Varley’s Slow Apocalypse really needs the reader to have a much better knowledge of Los Angeles than I have. Much of it is tedious descriptions of taking specific streets, etc. around and across the city. A map might have helped; as it is, I ended up using Google Earth and Streetview to figure just what was going on. Which also showed me the full extent of their journey, which was a lot shorter than the characters hoped! Insterad of reaching Oregon(?), they made it from the north of the city to some minor commuter town to the south east…
As mentioned by Politzania, I enjoyed James Howard Kunstler’s World Made by Hand much more although some of the religious aspects were a bit strange! There’s a sequel I haven’t read yet.

Actually, another title I liked more than the Varley was the Harry Turtledove someone didn’t like some posts back. Supervolcano: Eruption, in which Yellowstone erupts and blankets much of North America in thick ash. I gave up on Turtledove years ago but this one appealed to me. (Partly because it wasn’t yet another recycling of Civil War/WW1/WW2 history.)
It’s much more about how ordinary people are coping with disaster than any governmental response to it; one of them’s an expert on how Yellowstone was, but it’s radically changed, and changed the world; the main character is a Californian police detective, his daughter’s a refugee, one son is stranded in Maine, etc.
No high-powered meetings with the President, or the Chiefs of Staff, etc. to give the bigger picture, just what they can figure from censored news reports, gossip, hearsay, and so on. More of a soap opera than a thriller!
I also enjoyed #2 and will read #3 when it comes out next month. Which will be more Turtledove I’ve read than in the previous dozen years.

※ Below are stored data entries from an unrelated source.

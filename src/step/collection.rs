// Copyright (c) 2018-2025  Brendan Molloy <brendan@bbqsrc.net>,
//                          Ilya Solovyiov <ilya.solovyiov@gmail.com>,
//                          Kai Ren <tyranron@gmail.com>
//
// Licensed under the Apache License, Version 2.0 <LICENSE-APACHE or
// http://www.apache.org/licenses/LICENSE-2.0> or the MIT license
// <LICENSE-MIT or http://opensource.org/licenses/MIT>, at your
// option. This file may not be copied, modified, or distributed
// except according to those terms.

//! Step registry: patterns and the handlers bound to them.

use std::fmt;

use itertools::Itertools as _;

use super::{
    error::{AmbiguousMatchError, DuplicateStepError, FindError, RegisterError},
    location::Location,
    matched::Match,
    regex::HashableRegex,
};
use crate::param::{BoxedHandler, Handler, Shape};

/// Collection of step handlers keyed by their patterns.
///
/// There is a single class of steps: `Given`, `When` and `Then` lines are all
/// matched against the same patterns, and [`Collection::given()`],
/// [`Collection::when()`] and [`Collection::then()`] only exist for
/// readability.
///
/// Every step line must be matched by exactly 1 pattern. Pattern identity is
/// its literal text.
pub struct Collection<W> {
    entries: Vec<Entry<W>>,
}

struct Entry<W> {
    regex: HashableRegex,
    location: Location,
    handler: BoxedHandler<W>,
}

impl<W> fmt::Debug for Collection<W> {
    fn fmt(&self, f: &mut fmt::Formatter<'_>) -> fmt::Result {
        f.debug_map()
            .entries(
                self.entries
                    .iter()
                    .map(|e| (e.regex.as_str(), (e.location, &e.handler))),
            )
            .finish()
    }
}

// Implemented manually to omit redundant `W: Default` trait bound, imposed by
// `#[derive(Default)]`.
impl<W> Default for Collection<W> {
    fn default() -> Self {
        Self { entries: Vec::new() }
    }
}

impl<W: 'static> Collection<W> {
    /// Creates a new empty [`Collection`].
    #[must_use]
    pub fn new() -> Self {
        Self::default()
    }

    /// Registers a `handler` for step lines matching the `pattern`.
    ///
    /// The [`Location`] of the caller is recorded as the handler's
    /// provenance.
    ///
    /// # Errors
    ///
    /// - [`RegisterError::Duplicate`] if a pattern with the same text is
    ///   already registered (the [`Collection`] is left unchanged);
    /// - [`RegisterError::InvalidPattern`] if `pattern` doesn't compile.
    #[track_caller]
    pub fn register<Args, H>(
        &mut self,
        pattern: &str,
        handler: H,
    ) -> Result<&mut Self, RegisterError>
    where
        Args: 'static,
        H: Handler<W, Args> + 'static,
    {
        let location = Location::caller();
        if let Some(existing) =
            self.entries.iter().find(|e| e.regex.as_str() == pattern)
        {
            return Err(DuplicateStepError {
                pattern: pattern.to_owned(),
                existing: existing.location,
                duplicate: location,
            }
            .into());
        }

        let regex = HashableRegex::new(pattern)?;
        tracing::trace!(%regex, %location, "registered step");
        self.entries.push(Entry {
            regex,
            location,
            handler: BoxedHandler::new(handler),
        });
        Ok(self)
    }

    /// Alias of [`Collection::register()`] for [Given] steps.
    ///
    /// # Errors
    ///
    /// See [`Collection::register()`].
    ///
    /// [Given]: https://cucumber.io/docs/gherkin/reference#given
    #[track_caller]
    pub fn given<Args, H>(
        &mut self,
        pattern: &str,
        handler: H,
    ) -> Result<&mut Self, RegisterError>
    where
        Args: 'static,
        H: Handler<W, Args> + 'static,
    {
        self.register(pattern, handler)
    }

    /// Alias of [`Collection::register()`] for [When] steps.
    ///
    /// # Errors
    ///
    /// See [`Collection::register()`].
    ///
    /// [When]: https://cucumber.io/docs/gherkin/reference#when
    #[track_caller]
    pub fn when<Args, H>(
        &mut self,
        pattern: &str,
        handler: H,
    ) -> Result<&mut Self, RegisterError>
    where
        Args: 'static,
        H: Handler<W, Args> + 'static,
    {
        self.register(pattern, handler)
    }

    /// Alias of [`Collection::register()`] for [Then] steps.
    ///
    /// # Errors
    ///
    /// See [`Collection::register()`].
    ///
    /// [Then]: https://cucumber.io/docs/gherkin/reference#then
    #[track_caller]
    pub fn then<Args, H>(
        &mut self,
        pattern: &str,
        handler: H,
    ) -> Result<&mut Self, RegisterError>
    where
        Args: 'static,
        H: Handler<W, Args> + 'static,
    {
        self.register(pattern, handler)
    }
}

impl<W> Collection<W> {
    /// Number of registered patterns.
    #[must_use]
    pub fn len(&self) -> usize {
        self.entries.len()
    }

    /// Indicates whether no pattern is registered.
    #[must_use]
    pub fn is_empty(&self) -> bool {
        self.entries.is_empty()
    }

    /// Iterates over the registered pattern texts in registration order.
    pub fn patterns(&self) -> impl Iterator<Item = &str> + '_ {
        self.entries.iter().map(|e| e.regex.as_str())
    }

    /// Matches the step `text` (its keyword already stripped) against every
    /// registered pattern.
    ///
    /// # Errors
    ///
    /// - [`FindError::NotFound`] if no pattern matches;
    /// - [`FindError::Ambiguous`] if more than one pattern matches.
    pub fn find(&self, text: &str) -> Result<Match, FindError> {
        let mut found = self
            .entries
            .iter()
            .enumerate()
            .filter_map(|(i, e)| e.regex.captures(text).map(|c| (i, e, c)))
            .collect::<Vec<_>>();

        let (handler, entry, captures) = match found.len() {
            0 => return Err(FindError::NotFound),
            // Instead of `.unwrap()` to avoid documenting `# Panics`.
            1 => found.pop().unwrap_or_else(|| unreachable!()),
            _ => {
                return Err(AmbiguousMatchError {
                    step: text.to_owned(),
                    possible_matches: found
                        .into_iter()
                        .map(|(_, e, _)| (e.regex.clone(), e.location))
                        .sorted()
                        .collect(),
                }
                .into());
            }
        };

        let captures = captures
            .iter()
            .skip(1)
            .map(|m| m.map_or("", |m| m.as_str()).to_owned())
            .collect();

        Ok(Match {
            handler,
            pattern: entry.regex.as_str().to_owned(),
            location: entry.location,
            captures,
            text: text.to_owned(),
        })
    }

    /// Returns the parameter [`Shape`]s of the `handler` at the given
    /// position.
    #[must_use]
    pub fn shapes(&self, handler: usize) -> Option<&[Shape]> {
        self.entries.get(handler).map(|e| e.handler.shapes())
    }

    pub(crate) fn handler(&self, handler: usize) -> Option<&BoxedHandler<W>> {
        self.entries.get(handler).map(|e| &e.handler)
    }
}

I find I’m kind of glossing over the overly detailed Los Angeles descriptions at this point - I don’t much care that the area is bordered by blah blah to the north, and blah blah to the north east, and blah blah blahdidiblah. I’m going to have to look into your recommendation as well. :slight_smile:

That was me. :slight_smile:

I did like the Turtledove books for the content, but I just found his writing surprisingly off in the first book. Like, how did this guy ever win any awards with this level of writing off.

Thank you! I was thinking about this (I saw the movie when it first came out, then read the book) the other day, but couldn’t remember the title. I see the local library has a copy of it…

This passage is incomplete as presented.